Schwierigkeitsgrad: Mäßig
Luftfeuchtigkeit: 40% - 80%
Boden-pH: 5.5
Umtopfen alle: 20 Wochen

Wie man Kartoffel pflegt

Wasser

Halten Sie den Boden gleichmäßig feucht, aber nie durchnässt. Geben Sie etwa 25–38 mm Wasser pro Woche, je nach Regen und Bodentyp anpassen. Tief bewässern, um den Wurzel- und Stolonbereich zu befeuchten, insbesondere während der Knollenbildung und des Anwachsens (ab der Blüte). Mulch verwenden, um Feuchtigkeit zu stabilisieren und Spritzschäden zu reduzieren. Spät am Tag nicht von oben bewässern, um Blatterkrankungen zu begrenzen; Tropf- oder Tröpfelschlauchsysteme sind ideal. Bewässerung reduzieren, wenn das Laub zu vergilben beginnt, und 7–10 Tage vor der Haupternte einstellen.

Licht

In voller Sonne für 6–8+ Stunden täglich wachsen, um die Photosynthese und den Ertrag zu maximieren. Starke Lichtverhältnisse fördern robuste Ranken, aber Knollen müssen vor Licht geschützt werden, um eine Grünfärbung und Solaninbildung zu verhindern – Boden anhäufeln oder Mulch hinzufügen, wenn sich die Stängel verlängern. In sehr heißen Regionen kann kurzer Nachmittagsschatten den Hitzestress reduzieren, ohne die Produktion zu beeinträchtigen. Container sollten in ununterbrochener Sonne stehen und regelmäßig gedreht werden, um gleichmäßiges Wachstum zu gewährleisten. Knollen zu jeder Zeit vollständig bedeckt halten, um eine bittere, giftige Grünfärbung zu vermeiden.

Nährstoffe

Kartoffeln bevorzugen moderaten Stickstoff mit höherem Kalium- und ausreichendem Phosphorgehalt. Vor dem Pflanzen Kompost und einen ausgeglichenen, niedrigen bis moderaten Stickstoffdünger (z.B. 5-10-10 oder 8-24-24, basierend auf einer Bodenuntersuchung) einarbeiten. Bei einer Pflanzengröße von 15–20 cm und erneut beim ersten Anhäufeln leicht nachdüngen, wobei der Fokus auf Kalium liegt.
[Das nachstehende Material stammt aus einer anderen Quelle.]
//! Publish orchestrator.
//!
//! Opens one link per invocation, races the deadline against link events,
//! and feeds everything through [`PublishMachine`]. The machine's single
//! `Resolve` effect is the only place an outcome leaves this module.

use std::collections::VecDeque;

use tokio::time::{Instant, sleep_until, timeout_at};

use pubstep_link::{Connector, Link, LinkSettings, MqttConnector, wire_qos};
use pubstep_protocol::{
    ConnectionConfig, Outcome, PublishRequest, StepError, StepInput, StepOutput,
};

use crate::config::RunnerConfig;
use crate::machine::{Effect, PublishMachine, Trigger};

/// Runs publish step invocations against links from connector `C`.
///
/// Holds no per-invocation state, so one publisher can serve any number of
/// concurrent invocations.
pub struct Publisher<C> {
    connector: C,
    config: RunnerConfig,
}

impl Publisher<MqttConnector> {
    /// Publisher backed by a real `rumqttc` connector.
    pub fn from_config(config: RunnerConfig) -> Self {
        let settings: LinkSettings = config.link.clone();
        Self::new(MqttConnector::new(settings), config)
    }
}

impl<C: Connector> Publisher<C> {
    pub fn new(connector: C, config: RunnerConfig) -> Self {
        Self { connector, config }
    }

    pub fn connector(&self) -> &C {
        &self.connector
    }

    pub fn config(&self) -> &RunnerConfig {
        &self.config
    }

    /// Decode a raw JSON input record and run it.
    pub async fn run_json(&self, raw: &str) -> StepOutput {
        match StepInput::from_json(raw) {
            Ok(input) => self.run(&input).await,
            Err(e) => {
                tracing::warn!(error = %e, "undecodable step input");
                Outcome::from(StepError::Unknown(e.to_string())).into()
            }
        }
    }

    /// Validate the input record and publish. Never fails: every error is
    /// folded into the returned output record.
    pub async fn run(&self, input: &StepInput) -> StepOutput {
        match input.validate() {
            Ok((config, request)) => self.publish(&config, &request).await.into(),
            Err(e) => {
                tracing::warn!(error = %e, "rejected step input");
                Outcome::from(StepError::from(e)).into()
            }
        }
    }

    /// Connect, publish `request` once, and tear down.
    ///
    /// Resolves exactly once, no later than the configured deadline, and
    /// always releases the link before returning.
    pub async fn publish(&self, config: &ConnectionConfig, request: &PublishRequest) -> Outcome {
        let url = config.url();
        let mut link = match self.connector.open(config) {
            Ok(link) => link,
            Err(e) => {
                tracing::error!(url = %url, error = %e, "failed to open link");
                return StepError::Connection(e.detail().to_string()).into();
            }
        };
        let expires = Instant::now() + self.config.deadline();
        let client_id = link.client_id().to_string();

        tracing::info!(
            client_id = %client_id,
            url = %url,
            topic = %request.topic,
            deadline_secs = self.config.deadline().as_secs(),
            "connecting to MQTT broker"
        );

        let mut machine = PublishMachine::new(&request.topic, self.config.deadline());
        let deadline = sleep_until(expires);
        tokio::pin!(deadline);

        let mut pending = VecDeque::from([Trigger::Start]);
        loop {
            while let Some(trigger) = pending.pop_front() {
                for effect in machine.advance(trigger) {
                    match effect {
                        Effect::Publish => {
                            tracing::info!(client_id = %client_id, url = %url, "connected to MQTT broker");
                            let publish = link.publish(
                                &request.topic,
                                request.payload.as_bytes(),
                                wire_qos(request.qos),
                            );
                            match timeout_at(expires, publish).await {
                                Ok(Ok(())) => {}
                                Ok(Err(e)) => {
                                    pending.push_back(Trigger::PublishFailed(e.detail().to_string()))
                                }
                                Err(_) => pending.push_back(Trigger::DeadlineElapsed),
                            }
                        }
                        Effect::Disconnect => {
                            tracing::info!(
                                client_id = %client_id,
                                topic = %request.topic,
                                "published message to topic"
                            );
                            match timeout_at(expires, link.disconnect()).await {
                                Ok(Ok(())) => {}
                                Ok(Err(e)) => {
                                    pending.push_back(Trigger::TransportError(e.detail().to_string()))
                                }
                                Err(_) => pending.push_back(Trigger::DeadlineElapsed),
                            }
                        }
                        Effect::ForceClose => link.close(),
                        Effect::Resolve(outcome) => {
                            if outcome.is_success() {
                                tracing::info!(client_id = %client_id, "{}", outcome.message());
                            } else {
                                tracing::warn!(
                                    client_id = %client_id,
                                    phase = ?machine.phase(),
                                    reason = %outcome.message(),
                                    "publish step failed"
                                );
                            }
                            return outcome;
                        }
                    }
                }
            }

            let trigger = tokio::select! {
                biased;
                () = &mut deadline => Trigger::DeadlineElapsed,
                event = link.next_event() => Trigger::from(event),
            };
            tracing::trace!(client_id = %client_id, ?trigger, "link trigger");
            pending.push_back(trigger);
        }
    }
}

/// Run one invocation with a real `rumqttc` connector and default settings.
pub async fn run(input: &StepInput) -> StepOutput {
    Publisher::from_config(RunnerConfig::default())
        .run(input)
        .await
}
Halten Sie den Boden pH-Wert bei 5,2–6,0 (leicht sauer), um gewöhnliche Schorfbildung zu minimieren; vermeiden Sie frischen Mist. Bei Mangel an Calcium laut Bodentests Gips zuführen, um innere Defekte zu verringern. Raten immer auf einer Bodenanalyse basieren lassen.

Temperatur

Nach der Frostgefahr pflanzen, wenn der Boden mindestens 7–10°C erreicht hat. Optimales Wachstum tagsüber bei etwa 15–21°C mit kühlen Nächten (10–15°C). Knollenbildung ist in kühlen Böden (ca. 15–18°C) am besten. Frost schädigt das Laub, während anhaltende Hitze über ~29°C die Knollenbildung verlangsamt oder stoppt und den Krankheitsdruck erhöht. Saisonverlängerung (Vlies, Mulch) für späten Frost bieten und bei Hitzewellen leichten Nachmittagsschatten oder zusätzliche Bewässerung in Betracht ziehen.